For the records below, say how many lines contain the string "const". Give no other text.

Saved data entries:
---------------
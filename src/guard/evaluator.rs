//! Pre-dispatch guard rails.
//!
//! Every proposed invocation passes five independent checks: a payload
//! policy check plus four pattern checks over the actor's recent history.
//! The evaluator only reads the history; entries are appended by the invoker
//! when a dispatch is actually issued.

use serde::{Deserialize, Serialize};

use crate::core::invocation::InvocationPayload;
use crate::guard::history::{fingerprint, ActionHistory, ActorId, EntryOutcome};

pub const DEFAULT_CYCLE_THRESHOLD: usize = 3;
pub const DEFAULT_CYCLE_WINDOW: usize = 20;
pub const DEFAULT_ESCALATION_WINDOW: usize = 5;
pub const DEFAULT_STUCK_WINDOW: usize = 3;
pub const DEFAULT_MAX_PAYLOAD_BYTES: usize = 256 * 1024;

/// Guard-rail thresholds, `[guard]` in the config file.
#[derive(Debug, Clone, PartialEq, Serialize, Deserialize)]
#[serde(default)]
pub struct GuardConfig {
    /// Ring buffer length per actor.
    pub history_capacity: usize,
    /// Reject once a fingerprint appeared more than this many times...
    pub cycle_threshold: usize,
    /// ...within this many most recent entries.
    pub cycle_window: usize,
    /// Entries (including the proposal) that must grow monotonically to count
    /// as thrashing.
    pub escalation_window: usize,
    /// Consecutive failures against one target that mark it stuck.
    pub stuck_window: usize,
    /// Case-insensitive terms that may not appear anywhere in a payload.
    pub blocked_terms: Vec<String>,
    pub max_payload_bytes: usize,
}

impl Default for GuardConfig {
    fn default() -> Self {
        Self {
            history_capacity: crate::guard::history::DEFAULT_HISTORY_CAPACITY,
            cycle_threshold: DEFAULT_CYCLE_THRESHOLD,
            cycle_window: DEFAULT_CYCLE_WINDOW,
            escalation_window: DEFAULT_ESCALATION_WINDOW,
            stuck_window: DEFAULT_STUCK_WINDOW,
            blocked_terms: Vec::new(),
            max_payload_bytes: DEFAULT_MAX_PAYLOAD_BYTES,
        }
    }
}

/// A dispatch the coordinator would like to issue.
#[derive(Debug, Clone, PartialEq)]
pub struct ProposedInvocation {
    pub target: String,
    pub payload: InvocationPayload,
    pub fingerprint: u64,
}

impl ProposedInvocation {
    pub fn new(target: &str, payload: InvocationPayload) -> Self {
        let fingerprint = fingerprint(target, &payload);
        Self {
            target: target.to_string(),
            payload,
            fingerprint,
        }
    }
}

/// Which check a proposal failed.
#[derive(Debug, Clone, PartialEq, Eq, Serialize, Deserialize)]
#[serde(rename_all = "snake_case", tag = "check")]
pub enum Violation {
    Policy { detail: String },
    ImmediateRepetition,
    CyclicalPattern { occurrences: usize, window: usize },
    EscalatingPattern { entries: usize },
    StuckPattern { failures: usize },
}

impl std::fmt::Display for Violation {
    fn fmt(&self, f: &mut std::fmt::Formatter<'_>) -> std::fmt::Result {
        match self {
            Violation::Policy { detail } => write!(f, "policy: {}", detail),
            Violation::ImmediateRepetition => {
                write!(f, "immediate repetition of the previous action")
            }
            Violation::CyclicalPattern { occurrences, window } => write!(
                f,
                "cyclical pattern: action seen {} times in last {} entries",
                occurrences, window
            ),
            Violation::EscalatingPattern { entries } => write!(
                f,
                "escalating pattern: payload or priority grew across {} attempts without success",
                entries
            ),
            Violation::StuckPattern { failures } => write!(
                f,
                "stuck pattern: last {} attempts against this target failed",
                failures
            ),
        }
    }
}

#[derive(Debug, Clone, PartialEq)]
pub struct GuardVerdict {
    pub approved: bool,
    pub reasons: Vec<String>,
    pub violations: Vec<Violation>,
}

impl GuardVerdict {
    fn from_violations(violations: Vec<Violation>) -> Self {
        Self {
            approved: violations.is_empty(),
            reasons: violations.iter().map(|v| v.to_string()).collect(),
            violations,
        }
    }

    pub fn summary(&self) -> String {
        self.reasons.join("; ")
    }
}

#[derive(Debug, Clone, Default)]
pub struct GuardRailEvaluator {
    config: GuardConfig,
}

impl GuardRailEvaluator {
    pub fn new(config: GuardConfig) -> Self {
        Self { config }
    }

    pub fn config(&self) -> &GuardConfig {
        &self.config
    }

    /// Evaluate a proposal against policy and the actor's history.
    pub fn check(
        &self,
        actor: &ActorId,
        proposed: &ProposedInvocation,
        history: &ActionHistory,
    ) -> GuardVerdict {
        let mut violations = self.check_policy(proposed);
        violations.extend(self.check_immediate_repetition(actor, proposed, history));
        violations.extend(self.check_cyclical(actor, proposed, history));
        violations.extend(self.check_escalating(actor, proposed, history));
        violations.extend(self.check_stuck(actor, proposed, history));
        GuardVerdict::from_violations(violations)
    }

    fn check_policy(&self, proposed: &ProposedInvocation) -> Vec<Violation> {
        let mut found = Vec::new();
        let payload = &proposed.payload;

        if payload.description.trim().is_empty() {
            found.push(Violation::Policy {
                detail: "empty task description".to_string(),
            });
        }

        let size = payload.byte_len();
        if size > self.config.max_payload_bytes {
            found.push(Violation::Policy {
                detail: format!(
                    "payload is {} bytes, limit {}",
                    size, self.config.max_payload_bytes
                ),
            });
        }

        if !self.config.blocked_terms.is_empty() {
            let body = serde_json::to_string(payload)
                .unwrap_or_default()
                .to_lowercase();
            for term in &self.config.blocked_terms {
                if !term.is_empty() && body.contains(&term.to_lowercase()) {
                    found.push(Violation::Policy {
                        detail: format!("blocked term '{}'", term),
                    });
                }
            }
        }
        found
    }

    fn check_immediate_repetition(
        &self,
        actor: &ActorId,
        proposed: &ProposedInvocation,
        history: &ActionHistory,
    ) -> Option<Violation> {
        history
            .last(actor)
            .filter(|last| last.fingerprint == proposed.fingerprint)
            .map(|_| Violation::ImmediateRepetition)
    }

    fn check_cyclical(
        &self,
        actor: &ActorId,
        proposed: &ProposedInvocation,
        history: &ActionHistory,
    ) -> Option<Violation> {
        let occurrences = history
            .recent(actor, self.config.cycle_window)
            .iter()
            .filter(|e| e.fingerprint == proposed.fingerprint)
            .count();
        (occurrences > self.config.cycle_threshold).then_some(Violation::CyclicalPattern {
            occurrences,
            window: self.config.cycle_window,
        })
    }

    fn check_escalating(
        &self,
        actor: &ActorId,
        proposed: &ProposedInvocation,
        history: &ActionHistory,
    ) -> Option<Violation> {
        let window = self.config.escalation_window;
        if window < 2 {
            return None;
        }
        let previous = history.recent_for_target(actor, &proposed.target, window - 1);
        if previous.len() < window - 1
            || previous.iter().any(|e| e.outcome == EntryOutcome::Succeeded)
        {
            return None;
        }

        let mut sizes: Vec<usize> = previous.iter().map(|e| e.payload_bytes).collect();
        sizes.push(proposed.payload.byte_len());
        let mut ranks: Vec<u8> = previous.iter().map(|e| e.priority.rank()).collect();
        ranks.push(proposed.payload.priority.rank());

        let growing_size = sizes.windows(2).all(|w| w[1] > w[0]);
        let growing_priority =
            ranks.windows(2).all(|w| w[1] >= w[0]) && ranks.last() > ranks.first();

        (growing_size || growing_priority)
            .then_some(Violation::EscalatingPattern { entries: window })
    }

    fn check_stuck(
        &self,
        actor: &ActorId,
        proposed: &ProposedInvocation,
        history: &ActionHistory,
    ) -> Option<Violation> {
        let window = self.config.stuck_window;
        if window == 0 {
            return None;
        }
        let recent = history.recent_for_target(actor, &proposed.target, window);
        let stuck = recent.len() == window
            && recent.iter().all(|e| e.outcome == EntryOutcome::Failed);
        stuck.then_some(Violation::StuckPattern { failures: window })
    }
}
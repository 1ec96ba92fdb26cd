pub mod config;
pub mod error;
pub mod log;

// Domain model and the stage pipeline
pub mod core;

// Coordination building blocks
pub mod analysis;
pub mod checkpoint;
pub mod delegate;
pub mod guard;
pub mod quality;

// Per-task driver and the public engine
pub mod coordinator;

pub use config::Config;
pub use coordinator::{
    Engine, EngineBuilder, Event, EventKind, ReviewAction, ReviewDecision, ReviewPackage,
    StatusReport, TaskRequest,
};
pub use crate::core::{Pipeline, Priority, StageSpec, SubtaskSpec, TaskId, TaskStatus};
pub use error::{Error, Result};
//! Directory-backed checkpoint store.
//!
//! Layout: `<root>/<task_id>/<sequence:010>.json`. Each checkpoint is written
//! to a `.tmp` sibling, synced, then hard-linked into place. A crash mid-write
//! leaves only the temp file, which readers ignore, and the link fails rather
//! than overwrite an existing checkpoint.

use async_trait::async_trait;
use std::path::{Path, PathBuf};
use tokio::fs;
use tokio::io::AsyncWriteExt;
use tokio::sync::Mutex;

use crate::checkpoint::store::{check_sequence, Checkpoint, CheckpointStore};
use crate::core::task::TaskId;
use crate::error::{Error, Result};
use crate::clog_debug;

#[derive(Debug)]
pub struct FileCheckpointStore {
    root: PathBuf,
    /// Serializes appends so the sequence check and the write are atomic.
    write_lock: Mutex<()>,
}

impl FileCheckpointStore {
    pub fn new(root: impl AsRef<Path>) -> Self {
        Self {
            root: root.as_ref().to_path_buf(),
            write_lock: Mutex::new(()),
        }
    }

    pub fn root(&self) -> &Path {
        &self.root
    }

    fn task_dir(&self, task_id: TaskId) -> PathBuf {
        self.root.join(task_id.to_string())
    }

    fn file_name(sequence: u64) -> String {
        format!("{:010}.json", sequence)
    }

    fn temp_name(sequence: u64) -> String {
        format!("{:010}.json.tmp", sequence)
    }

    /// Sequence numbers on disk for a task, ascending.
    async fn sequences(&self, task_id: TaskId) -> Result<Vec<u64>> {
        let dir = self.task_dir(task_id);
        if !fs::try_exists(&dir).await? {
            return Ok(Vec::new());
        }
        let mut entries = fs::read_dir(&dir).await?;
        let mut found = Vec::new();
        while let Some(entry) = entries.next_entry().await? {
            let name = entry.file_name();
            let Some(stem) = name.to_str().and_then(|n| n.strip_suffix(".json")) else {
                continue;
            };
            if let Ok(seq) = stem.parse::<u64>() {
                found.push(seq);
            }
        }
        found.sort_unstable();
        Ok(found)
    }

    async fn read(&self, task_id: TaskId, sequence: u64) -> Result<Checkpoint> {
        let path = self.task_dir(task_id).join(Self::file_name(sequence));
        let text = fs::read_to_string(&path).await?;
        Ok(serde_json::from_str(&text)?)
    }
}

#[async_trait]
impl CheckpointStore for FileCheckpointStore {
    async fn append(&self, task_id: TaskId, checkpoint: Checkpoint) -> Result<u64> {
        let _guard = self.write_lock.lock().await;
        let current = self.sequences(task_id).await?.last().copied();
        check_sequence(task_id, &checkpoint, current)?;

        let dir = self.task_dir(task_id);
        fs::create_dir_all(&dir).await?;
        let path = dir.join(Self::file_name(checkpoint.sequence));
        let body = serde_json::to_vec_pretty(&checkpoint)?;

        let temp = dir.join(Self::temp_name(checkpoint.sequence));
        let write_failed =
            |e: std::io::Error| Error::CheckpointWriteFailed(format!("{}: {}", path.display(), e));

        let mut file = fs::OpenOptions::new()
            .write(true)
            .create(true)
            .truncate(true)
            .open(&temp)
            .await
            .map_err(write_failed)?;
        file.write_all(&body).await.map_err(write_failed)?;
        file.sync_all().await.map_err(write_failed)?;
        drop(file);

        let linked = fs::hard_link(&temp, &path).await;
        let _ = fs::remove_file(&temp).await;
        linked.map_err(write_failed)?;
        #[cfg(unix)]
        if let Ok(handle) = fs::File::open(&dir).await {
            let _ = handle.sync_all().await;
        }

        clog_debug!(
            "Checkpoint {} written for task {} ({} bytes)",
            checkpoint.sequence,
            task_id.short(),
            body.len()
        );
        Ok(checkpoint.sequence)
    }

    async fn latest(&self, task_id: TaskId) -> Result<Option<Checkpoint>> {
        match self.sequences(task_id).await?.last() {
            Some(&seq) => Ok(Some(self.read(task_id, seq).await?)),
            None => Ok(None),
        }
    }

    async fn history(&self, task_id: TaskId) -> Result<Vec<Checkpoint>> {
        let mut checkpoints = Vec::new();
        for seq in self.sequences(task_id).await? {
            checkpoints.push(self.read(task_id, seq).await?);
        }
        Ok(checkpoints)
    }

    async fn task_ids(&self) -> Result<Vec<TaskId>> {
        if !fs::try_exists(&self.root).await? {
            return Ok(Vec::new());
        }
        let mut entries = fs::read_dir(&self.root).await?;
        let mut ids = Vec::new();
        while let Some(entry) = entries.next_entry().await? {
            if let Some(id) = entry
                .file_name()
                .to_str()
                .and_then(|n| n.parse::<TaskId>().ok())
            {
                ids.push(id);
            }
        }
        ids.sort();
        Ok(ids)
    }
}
---------------
## Result
5